The Shroud’s Earlier History Part 1: To Edessa -- By: John Long

Journal: Bible and Spade (Second Run)
Volume: BSPADE 20:2 (Spring 2007)
Article: The Shroud’s Earlier History Part 1: To Edessa
Author: John Long


The Shroud’s Earlier History
Part 1: To Edessa

John Long

Michael Luddeni

Introduction

If Biblical Archaeology is defined loosely as “the study of ancient things related to the Bible,” then surely the sindon, the linen used to wrap Jesus’ body in death, has to be of interest. Most informed Christians now know that there is a serious candidate for that burial wrapping—the Shroud of Turin. Practically unknown outside of European Catholic circles at the end of the 19th century, in the last 100 years modern scientific studies repeatedly have produced evidence consistent with the view that it is an old burial cloth and not an example of human artistry. (For a brief summary of the main conclusions see http://www.shroud. com/78conclu.htm; for how these influenced a professional archaeologist, see http://www.shroud.com/meacham2.htm.) A 1988 radiocarbon dating of 1260 to 1390, subsequently shown to be defective (see “Recent Developments on the Shroud of Turin: Part II” at http://www.biblearchaeology.org/articles/ article35.html), is the only major scientific contradiction. However, there still remains the question of the Shroud’s earlier history. Critics complain that its known history only goes back to mid-14th century France, a time infamous for fabricating relics, suspiciously consistent with the 1988 C-14 result, and a long way from Jerusalem.
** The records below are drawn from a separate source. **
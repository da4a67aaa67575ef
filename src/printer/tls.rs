//! TLS plumbing shared by the status channel and the file transfer client.
//!
//! The printer presents a self-signed certificate that cannot be verified
//! and never answers a TLS `close_notify`. Both quirks are contained here:
//! [`insecure_client_config`] skips certificate validation and
//! [`close_raw`] tears a stream down at the TCP level.

use std::sync::Arc;

use rumqttc::tokio_rustls::client::TlsStream;
use rumqttc::tokio_rustls::rustls::client::danger::{
    HandshakeSignatureValid, ServerCertVerified, ServerCertVerifier,
};
use rumqttc::tokio_rustls::rustls::crypto::{self, WebPkiSupportedAlgorithms};
use rumqttc::tokio_rustls::rustls::pki_types::{CertificateDer, ServerName, UnixTime};
use rumqttc::tokio_rustls::rustls::{self, ClientConfig, DigitallySignedStruct, SignatureScheme};
use rumqttc::tokio_rustls::TlsConnector;
use tokio::io::AsyncWriteExt;
use tokio::net::TcpStream;

/// Accepts any server certificate but still checks handshake signatures,
/// so the session is encrypted even though the peer is not authenticated.
#[derive(Debug)]
struct AcceptAnyServerCert {
    algorithms: WebPkiSupportedAlgorithms,
}

impl AcceptAnyServerCert {
    fn new() -> Self {
        Self {
            algorithms: crypto::ring::default_provider().signature_verification_algorithms,
        }
    }
}

impl ServerCertVerifier for AcceptAnyServerCert {
    fn verify_server_cert(
        &self,
        _end_entity: &CertificateDer<'_>,
        _intermediates: &[CertificateDer<'_>],
        _server_name: &ServerName<'_>,
        _ocsp_response: &[u8],
        _now: UnixTime,
    ) -> Result<ServerCertVerified, rustls::Error> {
        Ok(ServerCertVerified::assertion())
    }

    fn verify_tls12_signature(
        &self,
        message: &[u8],
        cert: &CertificateDer<'_>,
        dss: &DigitallySignedStruct,
    ) -> Result<HandshakeSignatureValid, rustls::Error> {
        crypto::verify_tls12_signature(message, cert, dss, &self.algorithms)
    }

    fn verify_tls13_signature(
        &self,
        message: &[u8],
        cert: &CertificateDer<'_>,
        dss: &DigitallySignedStruct,
    ) -> Result<HandshakeSignatureValid, rustls::Error> {
        crypto::verify_tls13_signature(message, cert, dss, &self.algorithms)
    }

    fn supported_verify_schemes(&self) -> Vec<SignatureScheme> {
        self.algorithms.supported_schemes()
    }
}

/// Client config for the printer's closed-network endpoints: no
/// certificate validation, no client certificate.
pub fn insecure_client_config() -> Arc<ClientConfig> {
    let config = ClientConfig::builder()
        .dangerous()
        .with_custom_certificate_verifier(Arc::new(AcceptAnyServerCert::new()))
        .with_no_client_auth();
    Arc::new(config)
}

pub fn connector() -> TlsConnector {
    TlsConnector::from(insecure_client_config())
}

/// SNI / verification name for a host given as IP or DNS name.
pub fn server_name(host: &str) -> std::io::Result<ServerName<'static>> {
    ServerName::try_from(host.to_string()).map_err(|e| {
        std::io::Error::new(
            std::io::ErrorKind::InvalidInput,
            format!("invalid printer address {host:?}: {e}"),
        )
    })
}

/// Close a TLS stream without the TLS shutdown exchange.
///
/// Pending records are flushed, then only the TCP socket is shut down and
/// dropped. Never waits for the peer.
pub async fn close_raw(mut stream: TlsStream<TcpStream>) {
    let _ = stream.flush().await;
    let (mut tcp, _session) = stream.into_inner();
    let _ = tcp.shutdown().await;
}
//! Configuração do printbridge carregada a partir de `printbridge.toml`.
//!
//! A struct [`ControllerConfig`] contém todos os parâmetros configuráveis.
//! Valores não presentes no arquivo usam defaults sensíveis, e as variáveis
//! de ambiente (`API_URL`, `API_KEY`, `BAMBU_IP`, ...) têm precedência sobre
//! o arquivo. A struct é construída uma única vez em `main` e passada por
//! referência para cada componente.

use anyhow::{Context, Result};
use serde::Deserialize;
use std::path::{Path, PathBuf};
use std::time::Duration;

use crate::error::ControllerError;
use crate::printer::ftps::DataMode;

/// Nome do arquivo de configuração procurado no diretório atual.
pub const DEFAULT_CONFIG_FILE: &str = "printbridge.toml";

/// Configuração de nível superior do controlador.
#[derive(Debug, Clone, Deserialize)]
pub struct ControllerConfig {
    /// URL base da API da fila de jobs.
    #[serde(default = "default_api_url")]
    pub api_url: String,

    /// Chave enviada no cabeçalho `X-API-Key`.
    #[serde(default)]
    pub api_key: String,

    /// Endereço da impressora na rede local.
    #[serde(default)]
    pub bambu_ip: String,

    /// Número de série da impressora (compõe os tópicos MQTT).
    #[serde(default)]
    pub bambu_serial: String,

    /// Código de acesso do modo LAN.
    #[serde(default)]
    pub bambu_access_code: String,

    /// Intervalo entre consultas por novos jobs.
    #[serde(default = "default_poll_interval")]
    pub poll_interval_seconds: u64,

    /// Intervalo mínimo entre relatórios de progresso.
    #[serde(default = "default_progress_interval")]
    pub progress_update_interval_seconds: u64,

    /// Período do laço de monitoramento.
    #[serde(default = "default_monitor_interval")]
    pub monitor_interval_seconds: u64,

    /// Diretório onde os arquivos dos jobs são baixados.
    #[serde(default = "default_download_dir")]
    pub download_dir: PathBuf,

    /// Tempo máximo para estabelecer conexões com a impressora.
    #[serde(default = "default_connect_timeout")]
    pub connect_timeout_seconds: u64,

    /// Tempo máximo de espera por cada resposta durante a transferência.
    #[serde(default = "default_transfer_timeout")]
    pub transfer_timeout_seconds: u64,

    #[serde(default = "default_mqtt_port")]
    pub mqtt_port: u16,

    #[serde(default = "default_ftps_port")]
    pub ftps_port: u16,

    /// Modo do canal de dados FTP; apenas `passive` é suportado.
    #[serde(default)]
    pub ftps_data_mode: DataMode,

    /// Falha o job se a impressão não começar dentro deste prazo.
    /// Desativado quando ausente.
    #[serde(default)]
    pub start_watchdog_seconds: Option<u64>,
}

// Valor padrão para a URL da API: servidor local.
fn default_api_url() -> String {
    "http://localhost:8000".to_string()
}

// Valor padrão para o intervalo de consulta: 30s.
fn default_poll_interval() -> u64 {
    30
}

// Valor padrão para o intervalo de progresso: 10s.
fn default_progress_interval() -> u64 {
    10
}

fn default_monitor_interval() -> u64 {
    2
}

fn default_download_dir() -> PathBuf {
    PathBuf::from("/tmp/print-jobs")
}

fn default_connect_timeout() -> u64 {
    10
}

fn default_transfer_timeout() -> u64 {
    120
}

fn default_mqtt_port() -> u16 {
    8883
}

fn default_ftps_port() -> u16 {
    990
}

impl Default for ControllerConfig {
    fn default() -> Self {
        Self {
            api_url: default_api_url(),
            api_key: String::new(),
            bambu_ip: String::new(),
            bambu_serial: String::new(),
            bambu_access_code: String::new(),
            poll_interval_seconds: default_poll_interval(),
            progress_update_interval_seconds: default_progress_interval(),
            monitor_interval_seconds: default_monitor_interval(),
            download_dir: default_download_dir(),
            connect_timeout_seconds: default_connect_timeout(),
            transfer_timeout_seconds: default_transfer_timeout(),
            mqtt_port: default_mqtt_port(),
            ftps_port: default_ftps_port(),
            ftps_data_mode: DataMode::default(),
            start_watchdog_seconds: None,
        }
    }
}

impl ControllerConfig {
    /// Carrega a configuração do arquivo indicado (ou de `printbridge.toml`
    /// no diretório atual) e aplica as variáveis de ambiente por cima.
    /// Usa valores padrão se o arquivo não existir.
    pub fn load(path: Option<&Path>) -> Result<Self> {
        let path = path.unwrap_or_else(|| Path::new(DEFAULT_CONFIG_FILE));
        let mut config = if path.exists() {
            let contents = std::fs::read_to_string(path)
                .with_context(|| format!("failed to read {}", path.display()))?;
            toml::from_str::<ControllerConfig>(&contents)
                .with_context(|| format!("failed to parse {}", path.display()))?
        } else {
            Self::default()
        };

        config.apply_env(|key| std::env::var(key).ok())?;
        Ok(config)
    }

    /// Sobrescreve campos com os valores retornados por `lookup`.
    /// Valores vazios são ignorados.
    pub fn apply_env(
        &mut self,
        lookup: impl Fn(&str) -> Option<String>,
    ) -> Result<(), ControllerError> {
        let get = |key: &str| lookup(key).filter(|v| !v.trim().is_empty());

        if let Some(v) = get("API_URL") {
            self.api_url = v;
        }
        if let Some(v) = get("API_KEY") {
            self.api_key = v;
        }
        if let Some(v) = get("BAMBU_IP") {
            self.bambu_ip = v;
        }
        if let Some(v) = get("BAMBU_SERIAL") {
            self.bambu_serial = v;
        }
        if let Some(v) = get("BAMBU_ACCESS_CODE") {
            self.bambu_access_code = v;
        }
        if let Some(v) = get("POLL_INTERVAL_SECONDS") {
            self.poll_interval_seconds = parse_seconds("POLL_INTERVAL_SECONDS", &v)?;
        }
        if let Some(v) = get("PROGRESS_UPDATE_INTERVAL_SECONDS") {
            self.progress_update_interval_seconds =
                parse_seconds("PROGRESS_UPDATE_INTERVAL_SECONDS", &v)?;
        }
        if let Some(v) = get("DOWNLOAD_DIR") {
            self.download_dir = PathBuf::from(v);
        }
        Ok(())
    }

    /// Rejeita configurações incompletas. Credenciais ausentes são fatais
    /// na inicialização.
    pub fn validate(&self) -> Result<(), ControllerError> {
        if self.api_url.trim().is_empty() {
            return Err(ControllerError::Config("API_URL not configured".into()));
        }
        if self.api_key.trim().is_empty() {
            return Err(ControllerError::Config("API_KEY not configured".into()));
        }
        self.validate_printer()?;
        let intervals = [
            ("poll_interval_seconds", self.poll_interval_seconds),
            (
                "progress_update_interval_seconds",
                self.progress_update_interval_seconds,
            ),
            ("monitor_interval_seconds", self.monitor_interval_seconds),
            ("connect_timeout_seconds", self.connect_timeout_seconds),
            ("transfer_timeout_seconds", self.transfer_timeout_seconds),
        ];
        for (name, value) in intervals {
            if value == 0 {
                return Err(ControllerError::Config(format!("{name} must be positive")));
            }
        }
        Ok(())
    }

    /// Verifica apenas os dados da impressora; suficiente para os
    /// subcomandos que não falam com a fila (`status`, `upload`, `stop`).
    pub fn validate_printer(&self) -> Result<(), ControllerError> {
        if self.bambu_ip.trim().is_empty()
            || self.bambu_serial.trim().is_empty()
            || self.bambu_access_code.trim().is_empty()
        {
            return Err(ControllerError::Config(
                "printer configuration incomplete (BAMBU_IP, BAMBU_SERIAL, BAMBU_ACCESS_CODE)"
                    .into(),
            ));
        }
        if self.connect_timeout_seconds == 0 || self.transfer_timeout_seconds == 0 {
            return Err(ControllerError::Config(
                "printer timeouts must be positive".into(),
            ));
        }
        Ok(())
    }

    pub fn poll_interval(&self) -> Duration {
        Duration::from_secs(self.poll_interval_seconds)
    }

    pub fn progress_update_interval(&self) -> Duration {
        Duration::from_secs(self.progress_update_interval_seconds)
    }

    pub fn monitor_interval(&self) -> Duration {
        Duration::from_secs(self.monitor_interval_seconds)
    }

    pub fn connect_timeout(&self) -> Duration {
        Duration::from_secs(self.connect_timeout_seconds)
    }

    pub fn transfer_timeout(&self) -> Duration {
        Duration::from_secs(self.transfer_timeout_seconds)
    }

    pub fn start_watchdog(&self) -> Option<Duration> {
        self.start_watchdog_seconds.map(Duration::from_secs)
    }
}

fn parse_seconds(key: &str, value: &str) -> Result<u64, ControllerError> {
    value
        .trim()
        .parse()
        .map_err(|_| ControllerError::Config(format!("{key} must be a whole number of seconds")))
}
A highly respected but nevertheless minor French nobleman, Geoffrey de Charny, was the Shroud’s first certain owner around 1355. Unfortunately, before he could leave any testimony as to how he came by the cloth, he was killed the next year in a battle of the Hundred Years’ War. Writing 34 years later, an angry French bishop claimed that an investigation in Geoffrey’s time had proven the image “was made by human hand and not miraculously made or given” (Bonnet-Eymard 1991: 251). Although a consensus of modern scientific scrutiny disproves any known human artistry, many thoughtful Christians are not going to be comfortable unless the Shroud’s first 1300 years are better understood. There is now adequate reason to believe that research in the last century has produced that history, albeit slender at times and, of course, controversial. In Part 1 we will trace traditions of an obscure picture of Jesus thought to have been made in first century Jerusalem to its sixth century emergence as an historical object in Edessa, Northwest Mesopotamia.

The modern consideration of the Shroud of Turin can be said to have begun with Ian Wilson. Ian Wilson was a 14-year-old English teenager in 1955 when he saw a picture of the Shroud’s photographic negative. Although strongly agnostic and disinterested in religious matters, his interes...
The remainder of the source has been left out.